I then dropped two Swamp from Rob’s list and put in my Mox Jet and Black Lotus, put the list into XMage and started goldfishing against the AI playing a random The Deck list I hunted up from the internet.

That AI plays factory in the stupidest manner possible, but those goldfish games left me thinking that maybe I wanted a disk in the board, because I have exactly zero ways to get rid of an on-board The Abyss. So I asked Rob if he ever felt like he wanted a Disk in the board and he said he’d wanted one or two and considered swapping the Animate Dead for one, or even playing it main.

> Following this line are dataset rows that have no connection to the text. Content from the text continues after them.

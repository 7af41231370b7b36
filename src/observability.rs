use std::sync::atomic::{AtomicU64, Ordering};
use tracing::{info, warn};

/// Provisioning counters, process-wide
#[derive(Debug, Default)]
pub struct ProvisioningMetrics {
    pub total_requests: AtomicU64,
    pub errors: AtomicU64,
    pub sessions_committed: AtomicU64,
    pub rollbacks: AtomicU64,
    pub orphaned_artifacts: AtomicU64,
}

impl ProvisioningMetrics {
    pub fn new() -> Self {
        Self::default()
    }

    pub fn record_request(&self) {
        self.total_requests.fetch_add(1, Ordering::Relaxed);
    }

    pub fn record_error(&self) {
        self.errors.fetch_add(1, Ordering::Relaxed);
    }

    pub fn record_commit(&self) {
        self.sessions_committed.fetch_add(1, Ordering::Relaxed);
    }

    pub fn record_rollback(&self) {
        self.rollbacks.fetch_add(1, Ordering::Relaxed);
    }

    pub fn record_orphaned_artifact(&self) {
        self.orphaned_artifacts.fetch_add(1, Ordering::Relaxed);
        warn!("Test artifact left behind on the provider");
    }

    pub fn get_stats(&self) -> ProvisioningStats {
        ProvisioningStats {
            total_requests: self.total_requests.load(Ordering::Relaxed),
            errors: self.errors.load(Ordering::Relaxed),
            sessions_committed: self.sessions_committed.load(Ordering::Relaxed),
            rollbacks: self.rollbacks.load(Ordering::Relaxed),
            orphaned_artifacts: self.orphaned_artifacts.load(Ordering::Relaxed),
        }
    }

    pub fn log_stats(&self) {
        let stats = self.get_stats();
        info!(
            "Provisioning metrics: requests={}, errors={}, commits={}, rollbacks={}, orphaned={}",
            stats.total_requests,
            stats.errors,
            stats.sessions_committed,
            stats.rollbacks,
            stats.orphaned_artifacts
        );
    }
}

#[derive(Debug, Clone, PartialEq, Eq)]
pub struct ProvisioningStats {
    pub total_requests: u64,
    pub errors: u64,
    pub sessions_committed: u64,
    pub rollbacks: u64,
    pub orphaned_artifacts: u64,
}

/// Global metrics instance
static PROVISIONING_METRICS: std::sync::LazyLock<ProvisioningMetrics> =
    std::sync::LazyLock::new(ProvisioningMetrics::new);

pub fn provisioning_metrics() -> &'static ProvisioningMetrics {
    &PROVISIONING_METRICS
}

During this time he also told me that if he had a Mox Jet he’d get rid of the Sol Ring for it, since it doesn’t actually pay for much more than scepter and factory activations and a colorless here and there. Given that during my goldfish games I’d had spots where I was mentally tracking mana burn damage due to Sol Ring floating mana and having nothing to sink it in to, I agreed.

So: Sol Ring out, put a Swamp back in, take Animate Dead out of the board for a Nevinyrral’s Disk. I don’t know the meta at all, other than knowing that The Deck is a deck, so I’m just going to run it and trust what Rob gave me to start with and the idea that I want a Disk. Which makes the deck I ran essentially ‘Take out a Swamp and Sol Ring for Black Lotus and Mox Jet main, take out Animate Dead for a Disk in the board’ off of the deck photo I started with.

Friday night I took a photo of the deck to send in for registration. Saturday morning I put my playmat on my desk and manually Knuth shuffled my deck. This is pretty much the same as the software algorithm, just with physical cards instead of randomizing an array: I set my 60 down on the playmat to my left and pulled up random.org to get a random number in the range of 1 to 60, inclusive. I then counted to that card from the deck on my left and put it as the bottom card in a new deck on my right. Get a random number from 1 to 59, count to that card in the deck on the left, put it on top of the card in the deck on the right. Then do that 57 more times, then put the only card remaining in the deck on the left on top of the deck on the right and you’re done.

This was the first time I’d tried it and took me around twenty minutes. It was a great time killer while waiting for the player meeting to start but obviously will never, ever be used as a shuffle in a match.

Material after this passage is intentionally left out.